One of the best ways to build resilience to the stresses and strains of everyday life is regular, deep mental relaxation. One version that is very popular today is called Mindfulness. It means consciously paying attention to whatever we are feeling or thinking for a short period of time in a non-judgmental way. Rather than suppressing or trying to ignore our stressful thoughts or not make time to deal with them, we allow them to come into our mind and watch them without trying to ignore them or solve them or even judge them in a forceful way.

An effective combination of supportive techniques can help. Most raise our oxytocin levels.

Mindfulness works well in combination with Cognitive Behavioural Therapy (CBT).

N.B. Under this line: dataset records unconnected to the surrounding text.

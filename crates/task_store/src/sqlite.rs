//! SQLite task store implementation.

use std::{path::Path, str::FromStr};

use async_trait::async_trait;
use auth::PasswordHasher;
use entities::{
    NewTask, NewUser, Task, TaskId, TaskUpdate, User, UserCredentials, UserId, UserUpdate,
};
use sqlx::{
    sqlite::{SqliteConnectOptions, SqlitePoolOptions},
    SqlitePool,
};

use crate::{
    config::PoolConfig,
    rows::{map_rows, CredentialsRow, TaskRow, UserRow},
    rules::{
        hash_password, prepare_new_task, prepare_new_user, prepare_task_update,
        prepare_user_update,
    },
    BackendKind, TaskStore, TaskStoreError, TaskStoreResult,
};

// AUTOINCREMENT keeps SQLite from reusing the id of a deleted last row.
const SCHEMA: [&str; 2] = [
    r#"
    CREATE TABLE IF NOT EXISTS users (
        id INTEGER PRIMARY KEY AUTOINCREMENT,
        name TEXT NOT NULL,
        email TEXT NOT NULL UNIQUE,
        password_hash TEXT NOT NULL
    )
    "#,
    r#"
    CREATE TABLE IF NOT EXISTS tasks (
        id INTEGER PRIMARY KEY AUTOINCREMENT,
        title TEXT NOT NULL,
        description TEXT,
        status TEXT NOT NULL DEFAULT 'new'
            CHECK (status IN ('new', 'in_progress', 'completed'))
    )
    "#,
];

/// SQLite task store (durable, single-process).
///
/// Follows the same pre-check plus `UNIQUE` constraint scheme as
/// [`PostgresTaskStore`](crate::PostgresTaskStore).
#[derive(Debug, Clone)]
pub struct SqliteTaskStore {
    pool: SqlitePool,
    hasher: PasswordHasher,
}

impl SqliteTaskStore {
    /// Wraps an existing pool. Call [`init`](Self::init) before use.
    pub fn new(pool: SqlitePool) -> Self {
        Self {
            pool,
            hasher: PasswordHasher::default(),
        }
    }

    /// Opens (creating if needed) the database file at `path`.
    pub async fn open(path: &Path, limits: &PoolConfig) -> TaskStoreResult<Self> {
        if let Some(parent) = path.parent().filter(|p| !p.as_os_str().is_empty()) {
            tokio::fs::create_dir_all(parent)
                .await
                .map_err(sqlx::Error::Io)?;
        }

        let options = SqliteConnectOptions::new()
            .filename(path)
            .create_if_missing(true);
        let pool = SqlitePoolOptions::new()
            .max_connections(limits.max_connections)
            .acquire_timeout(limits.connect_timeout)
            .connect_with(options)
            .await?;

        let store = Self::new(pool);
        store.init().await?;
        tracing::info!(path = %path.display(), "Opened SQLite task store");
        Ok(store)
    }

    /// Opens a private in-memory database.
    ///
    /// The pool is pinned to a single connection that never expires, since
    /// every SQLite in-memory connection is a separate database.
    pub async fn in_memory() -> TaskStoreResult<Self> {
        let options = SqliteConnectOptions::from_str("sqlite::memory:")?;
        let pool = SqlitePoolOptions::new()
            .max_connections(1)
            .min_connections(1)
            .idle_timeout(None)
            .max_lifetime(None)
            .connect_with(options)
            .await?;

        let store = Self::new(pool);
        store.init().await?;
        Ok(store)
    }

    /// Replaces the password hasher.
    pub fn with_hasher(mut self, hasher: PasswordHasher) -> Self {
        self.hasher = hasher;
        self
    }

    /// Returns the underlying connection pool.
    pub fn pool(&self) -> &SqlitePool {
        &self.pool
    }

    /// Creates the `users` and `tasks` tables if they are missing.
    pub async fn init(&self) -> TaskStoreResult<()> {
        for statement in SCHEMA {
            sqlx::query(statement).execute(&self.pool).await?;
        }
        Ok(())
    }
}

#[async_trait]
impl TaskStore for SqliteTaskStore {
    // =========================================================================
    // Task operations
    // =========================================================================

    async fn list_tasks(&self) -> TaskStoreResult<Vec<Task>> {
        let rows: Vec<TaskRow> =
            sqlx::query_as("SELECT id, title, description, status FROM tasks ORDER BY id")
                .fetch_all(&self.pool)
                .await?;
        map_rows(rows)
    }

    async fn get_task(&self, id: TaskId) -> TaskStoreResult<Task> {
        let row: Option<TaskRow> =
            sqlx::query_as("SELECT id, title, description, status FROM tasks WHERE id = ?")
                .bind(id)
                .fetch_optional(&self.pool)
                .await?;
        row.ok_or_else(|| TaskStoreError::not_found("Task", id))?
            .try_into()
    }

    async fn create_task(&self, task: NewTask) -> TaskStoreResult<Task> {
        let draft = prepare_new_task(task)?;

        let row: TaskRow = sqlx::query_as(
            "INSERT INTO tasks (title, description, status) VALUES (?, ?, ?) \
             RETURNING id, title, description, status",
        )
        .bind(&draft.title)
        .bind(&draft.description)
        .bind(draft.status.as_str())
        .fetch_one(&self.pool)
        .await?;

        tracing::debug!(task_id = row.id, status = %draft.status, "Created task");
        row.try_into()
    }

    async fn update_task(&self, task: TaskUpdate) -> TaskStoreResult<Task> {
        let replacement = prepare_task_update(task)?;

        let row: Option<TaskRow> = sqlx::query_as(
            "UPDATE tasks SET title = ?, description = ?, status = COALESCE(?, status) \
             WHERE id = ? RETURNING id, title, description, status",
        )
        .bind(&replacement.title)
        .bind(&replacement.description)
        .bind(replacement.status.map(|s| s.as_str()))
        .bind(replacement.id)
        .fetch_optional(&self.pool)
        .await?;

        let row = row.ok_or_else(|| TaskStoreError::not_found("Task", replacement.id))?;
        tracing::debug!(task_id = row.id, status = %row.status, "Updated task");
        row.try_into()
    }

    async fn delete_task(&self, id: TaskId) -> TaskStoreResult<()> {
        let result = sqlx::query("DELETE FROM tasks WHERE id = ?")
            .bind(id)
            .execute(&self.pool)
            .await?;

        if result.rows_affected() == 0 {
            return Err(TaskStoreError::not_found("Task", id));
        }
        tracing::debug!(task_id = id, "Deleted task");
        Ok(())
    }

    // =========================================================================
    // User operations
    // =========================================================================

    async fn list_users(&self) -> TaskStoreResult<Vec<User>> {
        let rows: Vec<UserRow> = sqlx::query_as("SELECT id, name, email FROM users ORDER BY id")
            .fetch_all(&self.pool)
            .await?;
        map_rows(rows)
    }

    async fn get_user(&self, id: UserId) -> TaskStoreResult<User> {
        let row: Option<UserRow> = sqlx::query_as("SELECT id, name, email FROM users WHERE id = ?")
            .bind(id)
            .fetch_optional(&self.pool)
            .await?;
        row.ok_or_else(|| TaskStoreError::not_found("User", id))?
            .try_into()
    }

    async fn get_user_by_email(&self, email: &str) -> TaskStoreResult<UserCredentials> {
        let row: Option<CredentialsRow> =
            sqlx::query_as("SELECT id, name, email, password_hash FROM users WHERE email = ?")
                .bind(email)
                .fetch_optional(&self.pool)
                .await?;
        row.ok_or_else(|| TaskStoreError::not_found("User", email))?
            .try_into()
    }

    async fn create_user(&self, user: NewUser) -> TaskStoreResult<User> {
        let draft = prepare_new_user(user)?;
        let email = draft.email.as_str();

        let taken: i64 = sqlx::query_scalar("SELECT EXISTS(SELECT 1 FROM users WHERE email = ?)")
            .bind(email)
            .fetch_one(&self.pool)
            .await?;
        if taken != 0 {
            return Err(TaskStoreError::duplicate_email(email));
        }

        let password_hash = hash_password(&self.hasher, draft.password).await?;

        let row: UserRow = sqlx::query_as(
            "INSERT INTO users (name, email, password_hash) VALUES (?, ?, ?) \
             RETURNING id, name, email",
        )
        .bind(&draft.name)
        .bind(email)
        .bind(&password_hash)
        .fetch_one(&self.pool)
        .await
        .map_err(|e| TaskStoreError::from_user_write(e, email))?;

        tracing::debug!(user_id = row.id, "Created user");
        row.try_into()
    }

    async fn update_user(&self, user: UserUpdate) -> TaskStoreResult<User> {
        let replacement = prepare_user_update(user)?;
        let email = replacement.email.as_ref().map(|e| e.as_str());

        let (found, taken): (i64, i64) = sqlx::query_as(
            "SELECT EXISTS(SELECT 1 FROM users WHERE id = ?), \
             EXISTS(SELECT 1 FROM users WHERE email = ? AND id <> ?)",
        )
        .bind(replacement.id)
        .bind(email)
        .bind(replacement.id)
        .fetch_one(&self.pool)
        .await?;
        if found == 0 {
            return Err(TaskStoreError::not_found("User", replacement.id));
        }
        if let (true, Some(email)) = (taken != 0, email) {
            return Err(TaskStoreError::duplicate_email(email));
        }

        let password_hash = match replacement.password {
            Some(password) => Some(hash_password(&self.hasher, password).await?),
            None => None,
        };

        let row: Option<UserRow> = sqlx::query_as(
            "UPDATE users SET name = COALESCE(?, name), email = COALESCE(?, email), \
             password_hash = COALESCE(?, password_hash) WHERE id = ? \
             RETURNING id, name, email",
        )
        .bind(&replacement.name)
        .bind(email)
        .bind(&password_hash)
        .bind(replacement.id)
        .fetch_optional(&self.pool)
        .await
        .map_err(|e| TaskStoreError::from_user_write(e, email.unwrap_or_default()))?;

        let row = row.ok_or_else(|| TaskStoreError::not_found("User", replacement.id))?;
        tracing::debug!(user_id = row.id, "Updated user");
        row.try_into()
    }

    async fn delete_user(&self, id: UserId) -> TaskStoreResult<()> {
        let result = sqlx::query("DELETE FROM users WHERE id = ?")
            .bind(id)
            .execute(&self.pool)
            .await?;

        if result.rows_affected() == 0 {
            return Err(TaskStoreError::not_found("User", id));
        }
        tracing::debug!(user_id = id, "Deleted user");
        Ok(())
    }

    fn backend(&self) -> BackendKind {
        BackendKind::Sqlite
    }

    async fn close(&self) {
        self.pool.close().await;
    }
}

Where CBT  works at the conscious, rational level to change negative habits of thought and perception, mindfulness meditation works at the deeper unconscious, non verbal level.

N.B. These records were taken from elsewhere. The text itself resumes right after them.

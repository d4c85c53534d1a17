//! Credential error types.

use thiserror::Error;

/// Errors that can occur while deriving password hashes.
#[derive(Debug, Error)]
pub enum AuthError {
    /// Hash derivation failed.
    #[error("Password hashing failed: {0}")]
    Hashing(String),

    /// Hashing cost parameters were rejected.
    #[error("Invalid hashing parameters: {0}")]
    InvalidParams(String),
}

impl From<argon2::password_hash::Error> for AuthError {
    fn from(e: argon2::password_hash::Error) -> Self {
        AuthError::Hashing(e.to_string())
    }
}

/// Result type for credential operations.
pub type AuthResult<T> = Result<T, AuthError>;
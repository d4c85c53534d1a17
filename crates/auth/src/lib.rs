//! Credential handling for the task manager.
//!
//! This crate provides:
//! - One-way password hashing (Argon2id, random salt, PHC string output)
//! - Verification of a candidate password against a stored hash

mod error;
mod password;

pub use error::*;
pub use password::*;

Motivational Interviewing (MI) has also proven useful in helping to support teenage drug users to become abstinent by encouraging helpful insights.

Mindfulness stress reduction programme

Thoughts are not who we are. They are changeable and dynamic. We can control them; they do not have to control us. They often become habits of thinking but we can change them  if they are not bringing us peace and contentment when we become aware of them. Thoughts are powerful in that they change the type of neurochemicals we produce in our brain and can, over time with enough repetition, affect its very structure. Mindfulness is a great way of letting us become aware of these subconscious  emotional drivers and how they are influencing our moods and feelings. We can take back control.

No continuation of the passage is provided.